─── RECORDS SUPPLIED
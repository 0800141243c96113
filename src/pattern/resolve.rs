//! Reference resolution for one match attempt.
//!
//! Given a compiled clause and the window, [`observe`] pulls the concrete value
//! behind every slot, then [`resolve`] builds a fresh working copy of the atoms:
//!
//! 1. every pointer (`$n`) is bound to its slot's observed value and substituted
//!    into all relational right-hand sides of the clause;
//! 2. the first inter-candle multiplier root (`xx1`) raises the lower bound of
//!    every other `xx` atom in the clause to `root value * factor`;
//! 3. likewise for intra-candle roots (`x1`), within their own tuple only.
//!
//! [`ResolvedClause::evaluate`] then compares tuple by tuple, slot by slot, and
//! stops at the first atom that does not hold. The compiled clause is never
//! touched.

use crate::condition::{Bindings, Multiplier, ResolvedCondition};
use crate::pattern::{Clause, TupleShape};
use crate::window::HistoryWindow;
use crate::{CandleMetrics, Trend};

/// Observed values for one tuple, one per slot, plus its date label
#[derive(Debug, Clone, PartialEq)]
pub struct Observation {
    pub values: Vec<f64>,
    /// Bar date for candle tuples, `start--end` for trend tuples
    pub label: String,
}

impl Observation {
    fn candle(shape: TupleShape, bar: &CandleMetrics) -> Self {
        let sign = f64::from(bar.sign);
        let values = match shape {
            TupleShape::Ohlc => vec![bar.open, bar.high, bar.low, bar.close],
            TupleShape::Proportions => vec![
                sign,
                bar.upper_shadow_pct(),
                bar.body_pct(),
                bar.lower_shadow_pct(),
                bar.range,
            ],
            TupleShape::OhlcProportions => vec![
                bar.open,
                bar.high,
                bar.low,
                bar.close,
                bar.upper_shadow_pct(),
                bar.body_pct(),
                bar.lower_shadow_pct(),
                bar.range,
            ],
            TupleShape::Full => vec![
                sign,
                bar.open,
                bar.high,
                bar.low,
                bar.close,
                bar.upper_shadow,
                bar.body,
                bar.lower_shadow,
                bar.range,
            ],
            TupleShape::Trend => vec![f64::from(bar.sign)],
        };
        Self {
            values,
            label: bar.datetime(),
        }
    }

    fn trend(bars: [&CandleMetrics; 3]) -> Self {
        let trend = Trend::classify(bars);
        Self {
            values: vec![f64::from(trend.sign())],
            label: format!("{}--{}", bars[0].datetime(), bars[2].datetime()),
        }
    }
}

/// Assign window bars to the clause's tuples, newest tuple to newest bar.
///
/// Returns `None` when the window is too short for the clause.
pub fn observe(clause: &Clause, window: &HistoryWindow) -> Option<Vec<Observation>> {
    let mut offset = 0;
    let mut observations = Vec::with_capacity(clause.tuples().len());

    for tuple in clause.tuples().iter().rev() {
        let shape = tuple.shape();
        let observation = if shape.is_trend() {
            Observation::trend([
                window.back(offset + 2)?,
                window.back(offset + 1)?,
                window.back(offset)?,
            ])
        } else {
            Observation::candle(shape, window.back(offset)?)
        };
        offset += shape.bars();
        observations.push(observation);
    }

    observations.reverse();
    Some(observations)
}

/// Pointer bindings of a clause. The first definition of a name wins.
pub fn bindings(clause: &Clause, observations: &[Observation]) -> Bindings {
    let mut bindings = Bindings::new();
    for (tuple, observation) in clause.tuples().iter().zip(observations) {
        for (atom, value) in tuple.atoms().iter().zip(&observation.values) {
            if let Some(name) = atom.pointer() {
                bindings.entry(name.to_string()).or_insert(*value);
            }
        }
    }
    bindings
}

/// Working copy of one tuple
#[derive(Debug, Clone, PartialEq)]
pub struct ResolvedTuple {
    pub shape: TupleShape,
    pub observation: Observation,
    pub atoms: Vec<ResolvedCondition>,
}

/// Working copy of one clause, ready for evaluation
#[derive(Debug, Clone, PartialEq)]
pub struct ResolvedClause {
    pub tuples: Vec<ResolvedTuple>,
}

/// Build the resolved working copy of `clause` for the given observations.
pub fn resolve(clause: &Clause, observations: Vec<Observation>) -> ResolvedClause {
    let bindings = bindings(clause, &observations);

    let tuples = clause
        .tuples()
        .iter()
        .zip(observations)
        .map(|(tuple, observation)| {
            let atoms = tuple
                .atoms()
                .iter()
                .map(|atom| {
                    let mut resolved = ResolvedCondition::from(atom);
                    resolved.substitute(&bindings);
                    resolved
                })
                .collect();
            ResolvedTuple {
                shape: tuple.shape(),
                observation,
                atoms,
            }
        })
        .collect();

    let mut resolved = ResolvedClause { tuples };
    resolved.fold_inter();
    resolved.fold_intra();
    resolved
}

fn inter_of(atom: &mut ResolvedCondition) -> &mut Option<Multiplier> {
    &mut atom.inter
}

fn intra_of(atom: &mut ResolvedCondition) -> &mut Option<Multiplier> {
    &mut atom.intra
}

/// Fold pending factors of one kind against the first root among `slots`.
fn fold(
    mut slots: Vec<(&mut ResolvedCondition, f64)>,
    select: fn(&mut ResolvedCondition) -> &mut Option<Multiplier>,
) {
    let Some(root) = slots
        .iter_mut()
        .position(|(atom, _)| select(atom).is_some_and(Multiplier::is_root))
    else {
        return;
    };
    let basis = slots[root].1;

    for (i, (atom, _)) in slots.iter_mut().enumerate() {
        let factor = select(atom).as_mut().and_then(Multiplier::take);
        if let Some(factor) = factor {
            if i != root {
                atom.raise_floor(basis * factor);
            }
        }
    }
}

impl ResolvedClause {
    /// Apply the inter-candle root to every `xx` atom of the clause.
    pub fn fold_inter(&mut self) {
        let slots = self
            .tuples
            .iter_mut()
            .flat_map(|ResolvedTuple { atoms, observation, .. }| {
                atoms.iter_mut().zip(observation.values.iter().copied())
            })
            .collect();
        fold(slots, inter_of);
    }

    /// Apply each tuple's intra-candle root to the `x` atoms of that tuple.
    pub fn fold_intra(&mut self) {
        for ResolvedTuple {
            atoms, observation, ..
        } in &mut self.tuples
        {
            let slots = atoms
                .iter_mut()
                .zip(observation.values.iter().copied())
                .collect();
            fold(slots, intra_of);
        }
    }

    /// Position `(tuple, atom)` of the first atom that does not hold.
    pub fn first_failure(&self) -> Option<(usize, usize)> {
        for (t, tuple) in self.tuples.iter().enumerate() {
            let checkzero = tuple.shape.is_trend();
            let slots = tuple.atoms.iter().zip(&tuple.observation.values);
            for (a, (atom, value)) in slots.enumerate() {
                if !atom.compare(*value, checkzero) {
                    return Some((t, a));
                }
            }
        }
        None
    }

    /// Date labels of every tuple, oldest first
    pub fn labels(&self) -> Vec<String> {
        self.tuples
            .iter()
            .map(|t| t.observation.label.clone())
            .collect()
    }

    /// Labels on success, `None` at the first failing atom.
    pub fn evaluate(&self) -> Option<Vec<String>> {
        match self.first_failure() {
            Some((tuple, atom)) => {
                log::trace!("clause failed at tuple {tuple}, atom {atom}");
                None
            }
            None => Some(self.labels()),
        }
    }
}

/// Observe, resolve and evaluate one clause against the window.
pub fn match_clause(clause: &Clause, window: &HistoryWindow) -> Option<Vec<String>> {
    let Some(observations) = observe(clause, window) else {
        log::warn!(
            "window of {} bar(s) too short for clause `{}`",
            window.len(),
            clause.text()
        );
        return None;
    };
    resolve(clause, observations).evaluate()
}
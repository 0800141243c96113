//! # candlewiz - candlestick pattern recognition over a sliding window
//!
//! Patterns are described with a compact constraint language: each clause is a
//! sequence of tuples, each tuple describes one candle (or a three-candle trend)
//! and each slot of a tuple holds a small condition such as `>80`, `$1` or
//! `>=max[$1;$2;$3]`. Patterns are compiled once into an immutable [`Catalog`]
//! and evaluated against a fixed-length [`HistoryWindow`] on every new bar.
//!
//! ## Quick Start
//!
//! ```rust
//! use candlewiz::prelude::*;
//!
//! let history: Vec<Bar> = (0..5)
//!     .map(|i| Bar::new(1_600_000_000 + i * 3600, 100.0, 102.0, 98.0, 101.0, 1000.0))
//!     .collect();
//!
//! let mut matcher = MatcherBuilder::new()
//!     .with_default_catalog()
//!     .span(5)
//!     .build(&history)
//!     .unwrap();
//!
//! let next = Bar::new(1_600_018_000, 100.0, 102.0, 98.0, 101.0, 1000.0);
//! let report = matcher.on_new_bar(&next, true).unwrap();
//! assert_eq!(report.summary_index(), 0);
//! assert_eq!(report.to_string(), "No special candles or patterns found!");
//! ```

use std::fmt;
use std::sync::Arc;

pub mod catalog;
pub mod condition;
pub mod config;
mod grammar;
pub mod pattern;
pub mod window;

pub use catalog::Catalog;
pub use condition::{ConditionExpression, ResolvedCondition};
pub use config::{MatcherConfig, PatternSpec};
pub use pattern::{Clause, PatternDefinition, TupleShape};
pub use window::HistoryWindow;

pub mod prelude {
    pub use crate::{
        // Parsing & evaluation
        condition::{AtomError, Bindings, Bounds, EvalError, Multiplier},
        pattern::resolve::{Observation, ResolvedClause, ResolvedTuple},
        // Parallel
        scan_parallel,
        // Data
        Bar,
        BarReport,
        CandleMetrics,
        Catalog,
        Clause,
        ConditionExpression,
        Direction,
        HistoryWindow,
        MatchReport,
        // Matcher
        MatcherBuilder,
        MatcherConfig,
        OHLCVExt,
        Outcome,
        PatternDefinition,
        // Errors
        PatternError,
        PatternMatch,
        PatternMatcher,
        PatternSpec,
        Period,
        ResolvedCondition,
        Result,
        ScanError,
        ScanResult,
        Summary,
        Trend,
        TupleShape,
        OHLCV,
    };
}

// ============================================================
// ERRORS
// ============================================================

pub type Result<T> = std::result::Result<T, PatternError>;

/// Errors raised while compiling patterns or building a matcher.
///
/// Evaluation of a compiled pattern never fails: constraints that cannot be
/// evaluated simply do not hold.
#[derive(Debug, Clone, thiserror::Error)]
pub enum PatternError {
    #[error("Invalid value: {0}")]
    InvalidValue(&'static str),

    #[error("Invalid config: {0}")]
    InvalidConfig(String),

    #[error("Pattern `{pattern}` has no clauses")]
    EmptyPattern { pattern: String },

    #[error("Pattern `{pattern}` contains an empty clause")]
    EmptyClause { pattern: String },

    #[error("Pattern `{pattern}`: malformed clause `{clause}`: {message}")]
    MalformedClause {
        pattern: String,
        clause: String,
        message: String,
    },

    #[error("Pattern `{pattern}`: invalid atom `{atom}`")]
    InvalidAtom {
        pattern: String,
        atom: String,
        #[source]
        source: condition::AtomError,
    },

    #[error("Pattern `{pattern}`: tuples of {arity} values are not supported")]
    InvalidArity { pattern: String, arity: usize },

    #[error("Pattern `{pattern}` must contain candles")]
    NoCandleTuple { pattern: String },

    #[error("Pattern `{pattern}`: unable to check for trends after candles")]
    TrendAfterCandle { pattern: String },

    #[error("Insufficient data: need {need} bars, got {got}")]
    InsufficientData { need: usize, got: usize },

    #[error("Invalid OHLCV at index {index}: {reason}")]
    InvalidOHLCV { index: usize, reason: &'static str },
}
//! Everything the model sees. Prompt wording and message assembly live here
//! and nowhere else.

use crate::tools::ToolCatalog;
use crate::types::{ChatMessage, InferenceRequest};

const ASSISTANT_INTRO: &str = "You are a helpful equipment booking assistant.";

const TOOL_RULES: &str = "\
IMPORTANT RULES:
- Use only ONE tool call per response
- When you need to use a tool, respond ONLY with the JSON object, no additional text
- If you need to use multiple tools, do them in separate responses

Tool call format:
{\"tool_name\": \"function_name\", \"arguments\": {\"param1\": \"value1\", \"param2\": \"value2\"}}

Examples:
- {\"tool_name\": \"search_equipment\", \"arguments\": {\"site_name\": \"Basel pRED\"}}
- {\"tool_name\": \"book_equipment\", \"arguments\": {\"equipment_ids\": \"45c5a1ee-2929-4b95-8bc9-d36b2b624a1c\", \"date\": \"2025-07-07\", \"time_start\": \"10:30\", \"time_end\": \"12:00\", \"number_of_people\": 1, \"reason\": \"Lab tests\"}}

For booking, use equipment_ids as a simple string (not in brackets): \"id1\" or \"id1,id2\" for multiple.";

const FOLLOW_UP_PROMPT: &str = "\
You are a helpful equipment booking assistant.
You have just executed a tool and received the results. Your job is to provide a clear, \
human-readable summary of the results to the user.

IMPORTANT: Do NOT return JSON. Provide a natural language response that summarizes the \
tool results in a helpful way.";

/// Builds the two kinds of requests a turn can make.
#[derive(Debug, Clone)]
pub struct PromptContext {
    model: String,
    system_prompt: String,
}

impl PromptContext {
    pub fn new(model: impl Into<String>, catalog: &ToolCatalog) -> Self {
        Self {
            model: model.into(),
            system_prompt: system_prompt(catalog),
        }
    }

    pub fn system_prompt(&self) -> &str {
        &self.system_prompt
    }

    /// System prompt, prior exchanges, then the new query.
    pub fn build_request<'a>(
        &self,
        history: impl Iterator<Item = &'a ChatMessage>,
        query: &str,
    ) -> InferenceRequest {
        let mut messages = vec![ChatMessage::system(&self.system_prompt)];
        messages.extend(history.cloned());
        messages.push(ChatMessage::user(query));

        InferenceRequest {
            model: self.model.clone(),
            messages,
        }
    }

    /// Summarization request after a tool ran. History is deliberately not
    /// included: exactly the query, the raw tool call and the tool result.
    pub fn build_follow_up(&self, query: &str, tool_call_response: &str, tool_result: &str) -> InferenceRequest {
        InferenceRequest {
            model: self.model.clone(),
            messages: vec![
                ChatMessage::system(FOLLOW_UP_PROMPT),
                ChatMessage::user(query),
                ChatMessage::assistant(tool_call_response),
                ChatMessage::user(format!(
                    "Tool execution completed. Here are the results:\n\n{tool_result}\n\n\
                     Please provide a helpful summary of these results for the user."
                )),
            ],
        }
    }
}

/// Render the tool catalogue into the main system prompt.
pub fn system_prompt(catalog: &ToolCatalog) -> String {
    let tools = catalog
        .iter()
        .enumerate()
        .map(|(i, t)| {
            format!(
                "{}. {}({}) - {}",
                i + 1,
                t.name,
                t.parameter_names().join(", "),
                t.description
            )
        })
        .collect::<Vec<_>>()
        .join("\n");

    format!("{ASSISTANT_INTRO}\nYou have access to the following tools:\n\n{tools}\n\n{TOOL_RULES}")
}
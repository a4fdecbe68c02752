//! Shared test doubles: a scripted inference provider and an in-process
//! booking backend.

use std::collections::{HashMap, VecDeque};
use std::sync::Arc;

use async_trait::async_trait;
use axum::extract::{Query, State};
use axum::http::{HeaderMap, StatusCode};
use axum::response::{IntoResponse, Response};
use axum::routing::{get, post};
use axum::{Json, Router};
use serde_json::{json, Value};
use tokio::sync::Mutex;

use crate::error::InferenceError;
use crate::inference::InferenceProvider;
use crate::types::{InferenceRequest, InferenceResponse, Usage};

// --- Mock Provider ---

/// Pops scripted replies in order and records every request it sees.
pub struct MockProvider {
    responses: Mutex<VecDeque<Result<InferenceResponse, InferenceError>>>,
    pub requests: Arc<Mutex<Vec<InferenceRequest>>>,
}

impl MockProvider {
    pub fn new(replies: Vec<&str>) -> Self {
        Self::scripted(replies.into_iter().map(|r| Ok(reply(r))).collect())
    }

    pub fn scripted(responses: Vec<Result<InferenceResponse, InferenceError>>) -> Self {
        Self {
            responses: Mutex::new(responses.into()),
            requests: Arc::default(),
        }
    }
}

pub fn reply(content: &str) -> InferenceResponse {
    InferenceResponse {
        content: content.to_string(),
        usage: Usage {
            input_tokens: 10,
            output_tokens: 5,
        },
    }
}

#[async_trait]
impl InferenceProvider for MockProvider {
    async fn infer(&self, request: InferenceRequest) -> Result<InferenceResponse, InferenceError> {
        self.requests.lock().await.push(request);
        self.responses
            .lock()
            .await
            .pop_front()
            .unwrap_or(Err(InferenceError::Request("no more mock responses".into())))
    }
}

// --- Mock Backend ---

#[derive(Debug, Clone)]
pub struct SeenRequest {
    pub path: String,
    pub site_name: Option<String>,
    pub authorization: Option<String>,
    pub body: Option<Value>,
}

type Seen = Arc<Mutex<Vec<SeenRequest>>>;

/// Booking backend on an ephemeral port.
///
/// - bearer token `wrong` is rejected with 401
/// - site `Basel pRED` has two items, every other site none
/// - booking id `taken` fails with 409 and a `detail` body
pub struct MockBackend {
    pub base_url: String,
    seen: Seen,
}

impl MockBackend {
    pub async fn spawn() -> Self {
        let seen: Seen = Arc::default();
        let router = Router::new()
            .route("/tools/by-site/bookable", get(bookable))
            .route("/bookings", post(bookings))
            .with_state(seen.clone());

        let listener = tokio::net::TcpListener::bind("127.0.0.1:0").await.unwrap();
        let addr = listener.local_addr().unwrap();
        tokio::spawn(async move {
            axum::serve(listener, router).await.unwrap();
        });

        Self {
            base_url: format!("http://{addr}"),
            seen,
        }
    }

    pub async fn requests(&self) -> Vec<SeenRequest> {
        self.seen.lock().await.clone()
    }
}

fn bearer(headers: &HeaderMap) -> Option<String> {
    headers
        .get("authorization")
        .and_then(|v| v.to_str().ok())
        .map(String::from)
}

async fn bookable(
    State(seen): State<Seen>,
    headers: HeaderMap,
    Query(params): Query<HashMap<String, String>>,
) -> Response {
    let authorization = bearer(&headers);
    let site_name = params.get("site_name").cloned();
    seen.lock().await.push(SeenRequest {
        path: "/tools/by-site/bookable".into(),
        site_name: site_name.clone(),
        authorization: authorization.clone(),
        body: None,
    });

    if authorization.as_deref() == Some("Bearer wrong") {
        return (StatusCode::UNAUTHORIZED, "invalid token").into_response();
    }

    let items = if site_name.as_deref() == Some("Basel pRED") {
        json!([
            {
                "id": "45c5a1ee-2929-4b95-8bc9-d36b2b624a1c",
                "manufacturer": "Eppendorf",
                "equipment_model": "Centrifuge 5425",
                "category": "Centrifuge",
                "material_number": 1234567,
                "location": {"room": "101", "floor": 2, "building": "92"},
                "responsible_person": {
                    "first_name": "Ada",
                    "last_name": "Lovelace",
                    "email": "ada@example.com"
                },
                "requires_check_in": true
            },
            {"id": "b-2"}
        ])
    } else {
        json!([])
    };
    Json(items).into_response()
}

async fn bookings(State(seen): State<Seen>, headers: HeaderMap, Json(body): Json<Value>) -> Response {
    seen.lock().await.push(SeenRequest {
        path: "/bookings".into(),
        site_name: None,
        authorization: bearer(&headers),
        body: Some(body.clone()),
    });

    let taken = body["tool_ids"]
        .as_array()
        .is_some_and(|ids| ids.iter().any(|id| id == "taken"));
    if taken {
        return (
            StatusCode::CONFLICT,
            Json(json!({"detail": "Equipment already booked"})),
        )
            .into_response();
    }

    (StatusCode::CREATED, Json(json!({"id": "bk-42"}))).into_response()
}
──────
(ASSIGNMENT):
Your reply must contain exactly the lines from the first line of the data through the line holding "let values = match", and nothing more.

(REPLY TO THE EXERCISE):
repository 0800141243c96113
filename src/pattern/resolve.rs
//! Reference resolution for one match attempt.
//!
//! Given a compiled clause and the window, [`observe`] pulls the concrete value
//! behind every slot, then [`resolve`] builds a fresh working copy of the atoms:
//!
//! 1. every pointer (`$n`) is bound to its slot's observed value and substituted
//!    into all relational right-hand sides of the clause;
//! 2. the first inter-candle multiplier root (`xx1`) raises the lower bound of
//!    every other `xx` atom in the clause to `root value * factor`;
//! 3. likewise for intra-candle roots (`x1`), within their own tuple only.
//!
//! [`ResolvedClause::evaluate`] then compares tuple by tuple, slot by slot, and
//! stops at the first atom that does not hold. The compiled clause is never
//! touched.

use crate::condition::{Bindings, Multiplier, ResolvedCondition};
use crate::pattern::{Clause, TupleShape};
use crate::window::HistoryWindow;
use crate::{CandleMetrics, Trend};

/// Observed values for one tuple, one per slot, plus its date label
#[derive(Debug, Clone, PartialEq)]
pub struct Observation {
    pub values: Vec<f64>,
    /// Bar date for candle tuples, `start--end` for trend tuples
    pub label: String,
}

impl Observation {
    fn candle(shape: TupleShape, bar: &CandleMetrics) -> Self {
        let sign = f64::from(bar.sign);
        let values = match shape {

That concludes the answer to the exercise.